• TASK PROMPT
Your response should be the listing below, repeated exactly and in full.

'''

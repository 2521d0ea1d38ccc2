//! PHYLIP reader for aligned sequences.
//!
//! Both sequential and interleaved layouts are accepted.
//!
//! ## PHYLIP Format
//!
//! The first line holds the number of sequences and the alignment length:
//! ```text
//!  3 10
//! Seq1      ACGT--GTAC
//! Seq2      TGCATGCATG
//! Seq3      AAAACC-CGG
//! ```
//!
//! In the interleaved layout the first block carries the names and later
//! blocks, separated by blank lines, carry only sequence data in the same
//! order.
//!
//! Names may be the strict 10-character field or any whitespace-delimited
//! word. Every row must reach the declared length.

use log::debug;
use thiserror::Error;

use crate::model::Record;

/// Errors that can occur during PHYLIP parsing.
#[derive(Error, Debug)]
pub enum PhylipError {
    #[error("Empty PHYLIP file")]
    EmptyFile,

    #[error("Invalid header: expected 'ntax nchar' (two integers), got '{0}'")]
    InvalidHeader(String),

    #[error("Invalid sequence count in header: '{0}' is not a valid number")]
    InvalidSequenceCount(String),

    #[error("Invalid sequence length in header: '{0}' is not a valid number")]
    InvalidSequenceLength(String),

    #[error("Expected {expected} sequences but found {found}")]
    SequenceCountMismatch { expected: usize, found: usize },

    #[error("Sequence '{name}' has length {found}, expected {expected}")]
    SequenceLengthMismatch {
        name: String,
        expected: usize,
        found: usize,
    },

    #[error("No sequence data found after header")]
    NoSequenceData,

    #[error("Expected a sequence name followed by data, got '{0}'")]
    MissingName(String),

    #[error("Unexpected data after the last sequence: '{0}'")]
    UnexpectedData(String),
}

/// Result type for PHYLIP operations.
pub type PhylipResult<T> = Result<T, PhylipError>;

/// Checks if a character can appear in aligned sequence data.
fn is_sequence_char(c: char) -> bool {
    c.is_ascii_alphabetic() || matches!(c, '-' | '.' | '*' | '?')
}

fn strip_whitespace(s: &str) -> String {
    s.chars().filter(|c| !c.is_whitespace()).collect()
}

fn is_sequence_data(s: &str) -> bool {
    !s.is_empty() && s.chars().all(is_sequence_char)
}

/// Splits a named line into `(name, data)`.
///
/// The strict layout (10-character name field) is tried first, then a
/// relaxed whitespace-separated name.
fn split_named_line(line: &str) -> Option<(String, String)> {
    if let (Some(name), Some(rest)) = (line.get(..10), line.get(10..)) {
        let name = name.trim();
        let data = strip_whitespace(rest);
        if !name.is_empty() && !name.contains(char::is_whitespace) && is_sequence_data(&data) {
            return Some((name.to_string(), data));
        }
    }

    let (name, rest) = line.split_once(char::is_whitespace)?;
    let data = strip_whitespace(rest);
    is_sequence_data(&data).then(|| (name.to_string(), data))
}

/// Parses the `ntax nchar` header.
fn parse_header(header: &str) -> PhylipResult<(usize, usize)> {
    let parts: Vec<&str> = header.split_whitespace().collect();
    if parts.len() < 2 {
        return Err(PhylipError::InvalidHeader(header.to_string()));
    }

    let ntax: usize = parts[0]
        .parse()
        .map_err(|_| PhylipError::InvalidSequenceCount(parts[0].to_string()))?;
    let nchar: usize = parts[1]
        .parse()
        .map_err(|_| PhylipError::InvalidSequenceLength(parts[1].to_string()))?;

    if ntax == 0 {
        return Err(PhylipError::InvalidSequenceCount("0".to_string()));
    }
    Ok((ntax, nchar))
}

/// Reads the sequential layout: each row starts with a named line and
/// continues over unnamed lines until it holds `nchar` residues.
fn read_sequential(lines: &[&str], ntax: usize, nchar: usize) -> PhylipResult<Vec<(String, String)>> {
    let mut rows: Vec<(String, String)> = Vec::with_capacity(ntax);
    let mut lines = lines.iter().filter(|l| !l.is_empty());

    while rows.len() < ntax {
        let Some(line) = lines.next() else { break };
        let (name, mut data) =
            split_named_line(line).ok_or_else(|| PhylipError::MissingName(line.to_string()))?;
        while data.len() < nchar {
            let Some(next) = lines.next() else { break };
            let chunk = strip_whitespace(next);
            if !is_sequence_data(&chunk) {
                return Err(PhylipError::SequenceLengthMismatch {
                    name,
                    expected: nchar,
                    found: data.len(),
                });
            }
            data.push_str(&chunk);
        }
        rows.push((name, data));
    }

    if let Some(extra) = lines.next() {
        return Err(PhylipError::UnexpectedData(extra.to_string()));
    }
    Ok(rows)
}

/// Reads the interleaved layout: the first block names every row, later
/// blocks append to the rows in order.
fn read_interleaved(lines: &[&str], ntax: usize) -> PhylipResult<Vec<(String, String)>> {
    let mut rows: Vec<(String, String)> = Vec::with_capacity(ntax);
    let mut lines = lines.iter();

    while rows.len() < ntax {
        let Some(line) = lines.next() else { break };
        if line.is_empty() {
            continue;
        }
        rows.push(split_named_line(line).ok_or_else(|| PhylipError::MissingName(line.to_string()))?);
    }
    if rows.len() < ntax {
        return Ok(rows);
    }

    // Row receiving the next line of the current block
    let mut cursor = 0;
    for line in lines {
        if line.is_empty() {
            cursor = 0;
            continue;
        }
        // Some writers repeat the names in every block
        let repeated = split_named_line(line).and_then(|(name, data)| {
            rows.iter()
                .position(|(n, _)| *n == name)
                .map(|pos| (pos, data))
        });
        let data = match repeated {
            Some((pos, data)) => {
                cursor = pos;
                data
            }
            None => strip_whitespace(line),
        };
        rows[cursor].1.push_str(&data);
        cursor = (cursor + 1) % ntax;
    }
    Ok(rows)
}

/// True when the first block holds exactly one line per row and more data
/// follows it.
fn looks_interleaved(lines: &[&str], ntax: usize) -> bool {
    let first_block = lines
        .iter()
        .skip_while(|l| l.is_empty())
        .take_while(|l| !l.is_empty())
        .count();
    let total = lines.iter().filter(|l| !l.is_empty()).count();
    first_block == ntax && total > ntax
}

fn check_rows(rows: Vec<(String, String)>, ntax: usize, nchar: usize) -> PhylipResult<Vec<Record>> {
    if rows.is_empty() {
        return Err(PhylipError::NoSequenceData);
    }
    if rows.len() != ntax {
        return Err(PhylipError::SequenceCountMismatch {
            expected: ntax,
            found: rows.len(),
        });
    }
    if let Some((name, data)) = rows.iter().find(|(_, data)| data.len() != nchar) {
        return Err(PhylipError::SequenceLengthMismatch {
            name: name.clone(),
            expected: nchar,
            found: data.len(),
        });
    }

    Ok(rows
        .into_iter()
        .map(|(name, data)| Record::new(name, data))
        .collect())
}

/// Parses PHYLIP content from a string.
///
/// The sequential layout is tried first. When it does not yield `ntax`
/// rows of `nchar` residues the content is read as interleaved.
pub fn parse_phylip_str(content: &str) -> PhylipResult<Vec<Record>> {
    let lines: Vec<&str> = content.lines().map(str::trim).collect();
    let header = lines
        .iter()
        .position(|l| !l.is_empty())
        .ok_or(PhylipError::EmptyFile)?;
    let (ntax, nchar) = parse_header(lines[header])?;
    let body = &lines[header + 1..];
    if body.iter().all(|l| l.is_empty()) {
        return Err(PhylipError::NoSequenceData);
    }

    let sequential = read_sequential(body, ntax, nchar).and_then(|rows| check_rows(rows, ntax, nchar));
    match sequential {
        Ok(records) => Ok(records),
        Err(sequential_err) => {
            debug!("Not a sequential PHYLIP layout ({}), trying interleaved", sequential_err);
            read_interleaved(body, ntax)
                .and_then(|rows| check_rows(rows, ntax, nchar))
                .map_err(|interleaved_err| {
                    if looks_interleaved(body, ntax) {
                        interleaved_err
                    } else {
                        sequential_err
                    }
                })
        }
    }
}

'''

• ANSWER FOR THE TASK
repository 2521d0ea1d38ccc2
//! PHYLIP reader for aligned sequences.
//!
//! Both sequential and interleaved layouts are accepted.
//!
//! ## PHYLIP Format
//!
//! The first line holds the number of sequences and the alignment length:
//! ```text
//!  3 10
//! Seq1      ACGT--GTAC
//! Seq2      TGCATGCATG
//! Seq3      AAAACC-CGG
//! ```
//!
//! In the interleaved layout the first block carries the names and later
//! blocks, separated by blank lines, carry only sequence data in the same
//! order.
//!
//! Names may be the strict 10-character field or any whitespace-delimited
//! word. Every row must reach the declared length.

use log::debug;
use thiserror::Error;

use crate::model::Record;

/// Errors that can occur during PHYLIP parsing.
#[derive(Error, Debug)]
pub enum PhylipError {
    #[error("Empty PHYLIP file")]
    EmptyFile,

    #[error("Invalid header: expected 'ntax nchar' (two integers), got '{0}'")]
    InvalidHeader(String),

    #[error("Invalid sequence count in header: '{0}' is not a valid number")]
    InvalidSequenceCount(String),

    #[error("Invalid sequence length in header: '{0}' is not a valid number")]
    InvalidSequenceLength(String),

    #[error("Expected {expected} sequences but found {found}")]
    SequenceCountMismatch { expected: usize, found: usize },

    #[error("Sequence '{name}' has length {found}, expected {expected}")]
    SequenceLengthMismatch {
        name: String,
        expected: usize,
        found: usize,
    },

    #[error("No sequence data found after header")]
    NoSequenceData,

    #[error("Expected a sequence name followed by data, got '{0}'")]
    MissingName(String),

    #[error("Unexpected data after the last sequence: '{0}'")]
    UnexpectedData(String),
}

/// Result type for PHYLIP operations.
pub type PhylipResult<T> = Result<T, PhylipError>;

/// Checks if a character can appear in aligned sequence data.
fn is_sequence_char(c: char) -> bool {
    c.is_ascii_alphabetic() || matches!(c, '-' | '.' | '*' | '?')
}

fn strip_whitespace(s: &str) -> String {
    s.chars().filter(|c| !c.is_whitespace()).collect()
}

fn is_sequence_data(s: &str) -> bool {
    !s.is_empty() && s.chars().all(is_sequence_char)
}

/// Splits a named line into `(name, data)`.
///
/// The strict layout (10-character name field) is tried first, then a
/// relaxed whitespace-separated name.
fn split_named_line(line: &str) -> Option<(String, String)> {
    if let (Some(name), Some(rest)) = (line.get(..10), line.get(10..)) {
        let name = name.trim();
        let data = strip_whitespace(rest);
        if !name.is_empty() && !name.contains(char::is_whitespace) && is_sequence_data(&data) {
            return Some((name.to_string(), data));
        }
    }

    let (name, rest) = line.split_once(char::is_whitespace)?;
    let data = strip_whitespace(rest);
    is_sequence_data(&data).then(|| (name.to_string(), data))
}

/// Parses the `ntax nchar` header.
fn parse_header(header: &str) -> PhylipResult<(usize, usize)> {
    let parts: Vec<&str> = header.split_whitespace().collect();
    if parts.len() < 2 {
        return Err(PhylipError::InvalidHeader(header.to_string()));
    }

    let ntax: usize = parts[0]
        .parse()
        .map_err(|_| PhylipError::InvalidSequenceCount(parts[0].to_string()))?;
    let nchar: usize = parts[1]
        .parse()
        .map_err(|_| PhylipError::InvalidSequenceLength(parts[1].to_string()))?;

    if ntax == 0 {
        return Err(PhylipError::InvalidSequenceCount("0".to_string()));
    }
    Ok((ntax, nchar))
}

/// Reads the sequential layout: each row starts with a named line and
/// continues over unnamed lines until it holds `nchar` residues.
fn read_sequential(lines: &[&str], ntax: usize, nchar: usize) -> PhylipResult<Vec<(String, String)>> {
    let mut rows: Vec<(String, String)> = Vec::with_capacity(ntax);
    let mut lines = lines.iter().filter(|l| !l.is_empty());

    while rows.len() < ntax {
        let Some(line) = lines.next() else { break };
        let (name, mut data) =
            split_named_line(line).ok_or_else(|| PhylipError::MissingName(line.to_string()))?;
        while data.len() < nchar {
            let Some(next) = lines.next() else { break };
            let chunk = strip_whitespace(next);
            if !is_sequence_data(&chunk) {
                return Err(PhylipError::SequenceLengthMismatch {
                    name,
                    expected: nchar,
                    found: data.len(),
                });
            }
            data.push_str(&chunk);
        }
        rows.push((name, data));
    }

    if let Some(extra) = lines.next() {
        return Err(PhylipError::UnexpectedData(extra.to_string()));
    }
    Ok(rows)
}

/// Reads the interleaved layout: the first block names every row, later
/// blocks append to the rows in order.
fn read_interleaved(lines: &[&str], ntax: usize) -> PhylipResult<Vec<(String, String)>> {
    let mut rows: Vec<(String, String)> = Vec::with_capacity(ntax);
    let mut lines = lines.iter();

    while rows.len() < ntax {
        let Some(line) = lines.next() else { break };
        if line.is_empty() {
            continue;
        }
        rows.push(split_named_line(line).ok_or_else(|| PhylipError::MissingName(line.to_string()))?);
    }
    if rows.len() < ntax {
        return Ok(rows);
    }

    // Row receiving the next line of the current block
    let mut cursor = 0;
    for line in lines {
        if line.is_empty() {
            cursor = 0;
            continue;
        }
        // Some writers repeat the names in every block
        let repeated = split_named_line(line).and_then(|(name, data)| {
            rows.iter()
                .position(|(n, _)| *n == name)
                .map(|pos| (pos, data))
        });
        let data = match repeated {
            Some((pos, data)) => {
                cursor = pos;
                data
            }
            None => strip_whitespace(line),
        };
        rows[cursor].1.push_str(&data);
        cursor = (cursor + 1) % ntax;
    }
    Ok(rows)
}

/// True when the first block holds exactly one line per row and more data
/// follows it.
fn looks_interleaved(lines: &[&str], ntax: usize) -> bool {
    let first_block = lines
        .iter()
        .skip_while(|l| l.is_empty())
        .take_while(|l| !l.is_empty())
        .count();
    let total = lines.iter().filter(|l| !l.is_empty()).count();
    first_block == ntax && total > ntax
}

fn check_rows(rows: Vec<(String, String)>, ntax: usize, nchar: usize) -> PhylipResult<Vec<Record>> {
    if rows.is_empty() {
        return Err(PhylipError::NoSequenceData);
    }
    if rows.len() != ntax {
        return Err(PhylipError::SequenceCountMismatch {
            expected: ntax,
            found: rows.len(),
        });
    }
    if let Some((name, data)) = rows.iter().find(|(_, data)| data.len() != nchar) {
        return Err(PhylipError::SequenceLengthMismatch {
            name: name.clone(),
            expected: nchar,
            found: data.len(),
        });
    }

    Ok(rows
        .into_iter()
        .map(|(name, data)| Record::new(name, data))
        .collect())
}

/// Parses PHYLIP content from a string.
///
/// The sequential layout is tried first. When it does not yield `ntax`
/// rows of `nchar` residues the content is read as interleaved.
pub fn parse_phylip_str(content: &str) -> PhylipResult<Vec<Record>> {
    let lines: Vec<&str> = content.lines().map(str::trim).collect();
    let header = lines
        .iter()
        .position(|l| !l.is_empty())
        .ok_or(PhylipError::EmptyFile)?;
    let (ntax, nchar) = parse_header(lines[header])?;
    let body = &lines[header + 1..];
    if body.iter().all(|l| l.is_empty()) {
        return Err(PhylipError::NoSequenceData);
    }

    let sequential = read_sequential(body, ntax, nchar).and_then(|rows| check_rows(rows, ntax, nchar));
    match sequential {
        Ok(records) => Ok(records),
        Err(sequential_err) => {
            debug!("Not a sequential PHYLIP layout ({}), trying interleaved", sequential_err);
            read_interleaved(body, ntax)
                .and_then(|rows| check_rows(rows, ntax, nchar))
                .map_err(|interleaved_err| {
                    if looks_interleaved(body, ntax) {
                        interleaved_err
                    } else {
                        sequential_err
                    }
                })
        }
    }
}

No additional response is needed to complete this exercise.